Trying to move some queries I run daily into an automated script. I have one in Postgres like the below:
SELECT regexp_split_to_array(col1, "|")[1] AS item, COUNT(*) AS itemcount FROM Tabel1 GROUP BY item ORDER BY itemcount
In SqlAlchemy I have this:
session.query((func.regexp_split_to_array(model.table1.col1, "|")[1]).label("item"), func.count().label("itemcount")).group_by("item").order_by("itemcount")
Python can't "get_item" since it's not actually a collection. I've looked through the docs and can't seem to find something that would let me do this without running raw SQL using execute (which I can do and works, but was looking for a solution for next time).

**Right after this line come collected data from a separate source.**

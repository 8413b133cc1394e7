//! Counters for session lifecycle operations.
//!
//! # Examples
//!
//! ```
//! use tokenward_session::SessionMetrics;
//!
//! let metrics = SessionMetrics::new();
//! metrics.record_login();
//! metrics.record_swept(3);
//!
//! let snapshot = metrics.snapshot();
//! assert_eq!(snapshot.logins, 1);
//! assert_eq!(snapshot.swept_sessions, 3);
//! ```

use std::sync::{
    Arc,
    atomic::{AtomicU64, Ordering},
};

/// Point-in-time copy of [`SessionMetrics`].
#[derive(Debug, Clone, Default, PartialEq, Eq, bon::Builder)]
pub struct SessionMetricsSnapshot {
    /// Successful logins.
    #[builder(default)]
    pub logins: u64,
    /// Logins rejected for any reason.
    #[builder(default)]
    pub failed_logins: u64,
    /// Successful refreshes.
    #[builder(default)]
    pub refreshes: u64,
    /// Refresh or recovery tokens rejected as expired or reused.
    #[builder(default)]
    pub reuse_rejections: u64,
    /// Logoffs.
    #[builder(default)]
    pub logoffs: u64,
    /// Password change/reset invalidations.
    #[builder(default)]
    pub forced_invalidations: u64,
    /// Records retired by the sweep.
    #[builder(default)]
    pub swept_sessions: u64,
    /// Successful key rotations.
    #[builder(default)]
    pub rotations: u64,
    /// Failed key rotations.
    #[builder(default)]
    pub rotation_failures: u64,
}

#[derive(Debug, Default)]
struct MetricsInner {
    logins: AtomicU64,
    failed_logins: AtomicU64,
    refreshes: AtomicU64,
    reuse_rejections: AtomicU64,
    logoffs: AtomicU64,
    forced_invalidations: AtomicU64,
    swept_sessions: AtomicU64,
    rotations: AtomicU64,
    rotation_failures: AtomicU64,
}

/// Lock-free session counters. Clones share the same counters.
#[derive(Debug, Clone, Default)]
pub struct SessionMetrics {
    inner: Arc<MetricsInner>,
}

impl SessionMetrics {
    /// Creates zeroed counters.
    #[must_use]
    pub fn new() -> Self {
        Self::default()
    }

    /// Counts a successful login.
    pub fn record_login(&self) {
        self.inner.logins.fetch_add(1, Ordering::Relaxed);
    }

    /// Counts a rejected login.
    pub fn record_failed_login(&self) {
        self.inner.failed_logins.fetch_add(1, Ordering::Relaxed);
    }

    /// Counts a successful refresh.
    pub fn record_refresh(&self) {
        self.inner.refreshes.fetch_add(1, Ordering::Relaxed);
    }

    /// Counts a rejected refresh or recovery token.
    pub fn record_reuse_rejection(&self) {
        self.inner.reuse_rejections.fetch_add(1, Ordering::Relaxed);
    }

    /// Counts a logoff.
    pub fn record_logoff(&self) {
        self.inner.logoffs.fetch_add(1, Ordering::Relaxed);
    }

    /// Counts a forced invalidation.
    pub fn record_forced_invalidation(&self) {
        self.inner.forced_invalidations.fetch_add(1, Ordering::Relaxed);
    }

    /// Adds `count` swept records.
    pub fn record_swept(&self, count: usize) {
        let count = u64::try_from(count).unwrap_or(u64::MAX);
        self.inner.swept_sessions.fetch_add(count, Ordering::Relaxed);
    }

    /// Counts a key rotation attempt.
    pub fn record_rotation(&self, succeeded: bool) {
        if succeeded {
            self.inner.rotations.fetch_add(1, Ordering::Relaxed);
        } else {
            self.inner.rotation_failures.fetch_add(1, Ordering::Relaxed);
        }
    }

    /// Returns the current counter values.
    #[must_use]
    pub fn snapshot(&self) -> SessionMetricsSnapshot {
        SessionMetricsSnapshot::builder()
            .logins(self.inner.logins.load(Ordering::Relaxed))
            .failed_logins(self.inner.failed_logins.load(Ordering::Relaxed))
            .refreshes(self.inner.refreshes.load(Ordering::Relaxed))
            .reuse_rejections(self.inner.reuse_rejections.load(Ordering::Relaxed))
            .logoffs(self.inner.logoffs.load(Ordering::Relaxed))
            .forced_invalidations(self.inner.forced_invalidations.load(Ordering::Relaxed))
            .swept_sessions(self.inner.swept_sessions.load(Ordering::Relaxed))
            .rotations(self.inner.rotations.load(Ordering::Relaxed))
            .rotation_failures(self.inner.rotation_failures.load(Ordering::Relaxed))
            .build()
    }
}

#[cfg(test)]
mod tests {
    use super::*;

    #[test]
    fn test_clones_share_counters() {
        let metrics = SessionMetrics::new();
        let clone = metrics.clone();

        clone.record_refresh();
        clone.record_rotation(true);
        clone.record_rotation(false);
        metrics.record_failed_login();

        let snapshot = metrics.snapshot();
        assert_eq!(snapshot.refreshes, 1);
        assert_eq!(snapshot.rotations, 1);
        assert_eq!(snapshot.rotation_failures, 1);
        assert_eq!(snapshot.failed_logins, 1);
        assert_eq!(snapshot.logins, 0);
    }

    #[test]
    fn test_snapshot_builder_defaults_to_zero() {
        let snapshot = SessionMetricsSnapshot::builder().logoffs(2).build();
        assert_eq!(snapshot, SessionMetricsSnapshot { logoffs: 2, ..Default::default() });
    }
}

SQLAlchemy does support indexing with [...]. If you declare a type of a column that you have to be of type postgresql.ARRAY, then it works:
table2 = Table("table2", meta, Column("col1", postgresql.ARRAY(String)))
q = session.query(table2.c.col1[1])
print(q.statement.compile(dialect=postgresql.dialect()))
# SELECT table2.col1[%(col1_1)s] AS anon_1
# FROM table2
The reason why your code doesn't work is that SQLAlchemy does not know that func.regexp_split_to_array(...) returns an array, since func.foo produces a generic function for convenience. To make it work, we need to make sure SQLAlchemy knows the return type of the function, by specifying the type_ parameter:
q = session.query(func.regexp_split_to_array(table1.c.col1, "|", type_=postgresql.ARRAY(String))[1].label("item"))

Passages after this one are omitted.